Is there a way to effectively attack the idea of fetal personhood?

Abortion and Runaway Trolley Cars

Rather than attack someone’s concept of fetal personhood, why not try to convince them of the existence of female personhood?

I’d say that its up to the carrier of the child - up until the child is born ‘naturally’ - as in when it is full term*. After it is born - it then has protections of being a “child” (and there are known procedures/processes in place to handle that child should the mother no longer wish to keep it).

There are any number of reasons that a person may choose later in the process to abort, none of which is any of your (or mine) business - forcing them to make a ‘snap’ decision earlier in the process is actually more harmful than a ‘late term abortion’ is (conceivably).

*we’re not talking/concerned with premature births here for the sake of this, a premature ‘natural’ birth that results in a viable child is a child.

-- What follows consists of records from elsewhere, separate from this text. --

impl Default for EnrichmentConfig {
    fn default() -> Self {
        Self {
            neighbour_distance: default_neighbour_distance(),
            road_zone: default_road_zone(),
            road_type_field: default_road_type_field(),
            road_buffer: default_road_buffer(),
            major_road_types: default_major_road_types(),
            fringe_closing_distance: default_fringe_closing_distance(),
            fringe_hole_area: default_fringe_hole_area(),
            fringe_margin: default_fringe_margin(),
            edge_buffer: default_edge_buffer(),
            corner_overlap_ratio: default_corner_overlap_ratio(),
            programme_field: default_programme_field(),
        }
    }
}

/// Linked-data store settings.
#[derive(Debug, Clone, Deserialize)]
pub struct StoreConfig {
    /// Store base URL (e.g. `http://localhost:9999/blazegraph`).
    #[serde(default = "default_base_url")]
    pub base_url: String,
    /// Namespace receiving baseline facts.
    #[serde(default = "default_namespace")]
    pub namespace: String,
    /// Namespace receiving scenario facts.
    #[serde(default = "default_scenario_namespace")]
    pub scenario_namespace: String,
    /// Prefix for every minted IRI.
    #[serde(default = "default_iri_base")]
    pub iri_base: String,
    /// Quads per upload batch.
    #[serde(default = "default_batch_size")]
    pub batch_size: usize,
    /// Whole-batch retry attempts on transient failures.
    #[serde(default = "default_max_retries")]
    pub max_retries: u32,
}

impl Default for StoreConfig {
    fn default() -> Self {
        Self {
            base_url: default_base_url(),
            namespace: default_namespace(),
            scenario_namespace: default_scenario_namespace(),
            iri_base: default_iri_base(),
            batch_size: default_batch_size(),
            max_retries: default_max_retries(),
        }
    }
}

fn default_output_dir() -> PathBuf {
    PathBuf::from("data/output")
}

fn default_plot_id_field() -> String {
    "plot_id".to_string()
}

fn default_zone_field() -> String {
    "zone".to_string()
}

fn default_use_type_field() -> String {
    "use_type".to_string()
}

fn default_plot_ratio_field() -> String {
    "gpr".to_string()
}

fn default_zone_id_field() -> String {
    "zone_id".to_string()
}

const fn default_theme() -> LayerTheme {
    LayerTheme::Other
}

const fn default_tolerance_ratio() -> f64 {
    2.0
}

const fn default_max_storeys() -> u32 {
    MAX_STOREYS
}

const fn default_residential_storey_height() -> f64 {
    3.6
}

const fn default_storey_height() -> f64 {
    5.0
}

fn default_residential_zones() -> Vec<String> {
    [
        "RESIDENTIAL",
        "RESIDENTIAL / INSTITUTION",
        "COMMERCIAL & RESIDENTIAL",
        "RESIDENTIAL WITH COMMERCIAL AT 1ST STOREY",
        "WHITE",
        "BUSINESS PARK - WHITE",
        "BUSINESS 1 - WHITE",
        "BUSINESS 2 - WHITE",
    ]
    .into_iter()
    .map(String::from)
    .collect()
}

const fn default_neighbour_distance() -> f64 {
    2.0
}

const fn default_context_threshold() -> f64 {
    1.4
}

fn default_industrial_zones() -> Vec<String> {
    ["BUSINESS 1", "BUSINESS 2", "BUSINESS PARK"]
        .into_iter()
        .map(String::from)
        .collect()
}

fn default_context_rules() -> Vec<ContextGprRule> {
    let rule = |zone: &str, landed, fringe, context, fringe_storeys, context_storeys| {
        ContextGprRule {
            zone: zone.to_string(),
            landed_gpr: landed,
            fringe_gpr: fringe,
            context_gpr: context,
            fringe_storeys,
            context_storeys,
        }
    };
    vec![
        rule("PLACE OF WORSHIP", 1.0, 1.4, 1.6, 4, 5),
        rule("EDUCATIONAL INSTITUTION", 1.0, 1.0, 1.4, 3, 4),
        rule("CIVIC & COMMUNITY INSTITUTION", 1.0, 1.4, 1.4, 3, 4),
    ]
}

fn default_road_zone() -> String {
    "ROAD".to_string()
}

fn default_road_type_field() -> String {
    "RD_TYP_CD".to_string()
}

const fn default_road_buffer() -> f64 {
    5.0
}

fn default_major_road_types() -> Vec<String> {
    [
        "Expressway",
        "Semi Expressway",
        "Major Arterials/Minor Arterials",
    ]
    .into_iter()
    .map(String::from)
    .collect()
}

const fn default_fringe_closing_distance() -> f64 {
    200.0
}

const fn default_fringe_hole_area() -> f64 {
    120_000.0
}

const fn default_fringe_margin() -> f64 {
    10.0
}

const fn default_edge_buffer() -> f64 {
    3.0
}

const fn default_corner_overlap_ratio() -> f64 {
    0.3
}

fn default_programme_field() -> String {
    "programmes".to_string()
}

fn default_base_url() -> String {
    "http://localhost:9999/blazegraph".to_string()
}

fn default_namespace() -> String {
    "plot_gfa".to_string()
}

fn default_scenario_namespace() -> String {
    "plot_gfa_scenario".to_string()
}

fn default_iri_base() -> String {
    "https://www.theworldavatar.com/kg/".to_string()
}

const fn default_batch_size() -> usize {
    10_000
}

const fn default_max_retries() -> u32 {
    5
}

impl RunConfig {
    /// Reads, parses and validates a configuration file, then applies the
    /// [`STORE_URL_ENV`] override.
    ///
    /// # Errors
    ///
    /// Returns [`ConfigError`] if the file cannot be read, is not valid
    /// TOML, or fails [`RunConfig::validate`].
    pub fn load(path: &Path) -> Result<Self, ConfigError> {
        let text = std::fs::read_to_string(path).map_err(|source| ConfigError::Io {
            path: path.to_path_buf(),
            source,
        })?;
        let mut config = Self::parse(&text)?;

        if let Ok(url) = std::env::var(STORE_URL_ENV)
            && !url.trim().is_empty()
        {
            log::info!("Using store URL from {STORE_URL_ENV}");
            config.store.base_url = url.trim().to_string();
        }

        log::info!(
            "Loaded configuration from {} ({} layers)",
            path.display(),
            config.layers.len()
        );
        Ok(config)
    }

    /// Parses and validates configuration text.
    ///
    /// # Errors
    ///
    /// Returns [`ConfigError`] if the text is not valid TOML or fails
    /// [`RunConfig::validate`].
    pub fn parse(text: &str) -> Result<Self, ConfigError> {
        let config: Self = toml::from_str(text)?;
        config.validate()?;
        Ok(config)
    }

    /// Rejects configurations that cannot drive a run.
    ///
    /// # Errors
    ///
    /// Returns [`ConfigError::Invalid`] describing the first problem found.
    pub fn validate(&self) -> Result<(), ConfigError> {
        if self.layers.is_empty() {
            return Err(invalid("at least one [[layers]] entry is required"));
        }

        let mut names = BTreeSet::new();
        for layer in &self.layers {
            if layer.name.trim().is_empty() {
                return Err(invalid("layer names must not be empty"));
            }
            if layer.name == plot_gfa_zoning_models::MASTERPLAN_LAYER {
                return Err(invalid(format!(
                    "layer name '{}' is reserved",
                    layer.name
                )));
            }
            if !names.insert(layer.name.as_str()) {
                return Err(invalid(format!("duplicate layer name '{}'", layer.name)));
            }
            if !(0.0..1.0).contains(&layer.min_overlap_ratio) {
                return Err(invalid(format!(
                    "layer '{}': min_overlap_ratio must be in [0, 1)",
                    layer.name
                )));
            }
        }

        if let Some(scenario) = &self.scenario
            && !names.contains(scenario.layer.as_str())
        {
            return Err(invalid(format!(
                "scenario layer '{}' is not a configured layer",
                scenario.layer
            )));
        }

        if !self.gfa.tolerance_ratio.is_finite() || self.gfa.tolerance_ratio < 1.0 {
            return Err(invalid("gfa.tolerance_ratio must be a finite value >= 1"));
        }
        if !(self.gfa.residential_storey_height > 0.0 && self.gfa.default_storey_height > 0.0) {
            return Err(invalid("storey heights must be positive"));
        }
        if self.gfa.max_storeys == 0 {
            return Err(invalid("gfa.max_storeys must be positive"));
        }
        let enrichment = &self.enrichment;
        for (name, value) in [
            ("neighbour_distance", enrichment.neighbour_distance),
            ("road_buffer", enrichment.road_buffer),
            ("fringe_closing_distance", enrichment.fringe_closing_distance),
            ("fringe_hole_area", enrichment.fringe_hole_area),
            ("fringe_margin", enrichment.fringe_margin),
            ("edge_buffer", enrichment.edge_buffer),
        ] {
            if !(value.is_finite() && value >= 0.0) {
                return Err(invalid(format!("enrichment.{name} must be a finite value >= 0")));
            }
        }
        if !(0.0..1.0).contains(&enrichment.corner_overlap_ratio) {
            return Err(invalid("enrichment.corner_overlap_ratio must be in [0, 1)"));
        }
        for rule in &self.gfa.context_gpr.rules {
            if ![rule.landed_gpr, rule.fringe_gpr, rule.context_gpr]
                .iter()
                .all(|v| v.is_finite() && *v >= 0.0)
            {
                return Err(invalid(format!(
                    "gfa.context_gpr rule '{}': ratios must be finite values >= 0",
                    rule.zone
                )));
            }
        }
        if self.store.batch_size == 0 {
            return Err(invalid("store.batch_size must be positive"));
        }

        Ok(())
    }

    /// Looks up a layer by name.
    #[must_use]
    pub fn layer(&self, name: &str) -> Option<&LayerConfig> {
        self.layers.iter().find(|l| l.name == name)
    }
}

I used your link to start a new thread.

At this point, it becomes a semantic argument of what we mean by “personhood” and you’re entitled to your preference there. Regardless, there is a legal ramification to being considered a living human, which includes the right not to be killed without a legally justifiable cause. The issue here is whether a fetus or embryo should have the same legal status (for the most part) as a child does. Whether we call it “personhood” or something else doesn’t really matter.

Valid point.

I disagree. Law has to make a decision one way or another: a fetus either has the legal status of a child, or it does not. (Or it has some third legal status, to be defined.) Remaining mute on the subject is not at all possible.

Is a dog a person? Legally, no. The law can’t stay on the sidelines on that one, either, and it doesn’t.

Currently, according to US law, a fetus is not equivalent to a child. However, some states are passing laws that make it more like a child than it was before (e.g., if someone murders a pregnant woman, they can get the equivalent of two murder charges rather than one.)

That’s great, thanks!

Re: The law not taking a position is by definition neutral. It allows the individual patient and the physician to make the decision. You object to that only because you dogmatically oppose the decision that they might come to.

This isn’t true. Leaving aside life-death questions for a minute, people disagree on whether moderate corporal punishment of children (serious stuff I mean, not the occasional spanking a two year old) is moral or not. In some countries it is, in many it isn’t. As far I know, it is legal in the United States. You could call that a ‘neutral’ position, ‘leave it up to the parents’, but it isn’t really a neutral position. Leaving it up to the parents only makes sense if you’re operating on the presumption that moderate corporal punishment of children is either not bad at all, or at least not bad enough to override parental rights.

Would you agree that American laws, as compared to the laws of some European countries, could fairly be called ‘pro corporal punishment’ rather than neutral? Leaving it up to the parents isn’t a neutral position, any more than banning it would be. I don’t think there really is a neutral position here.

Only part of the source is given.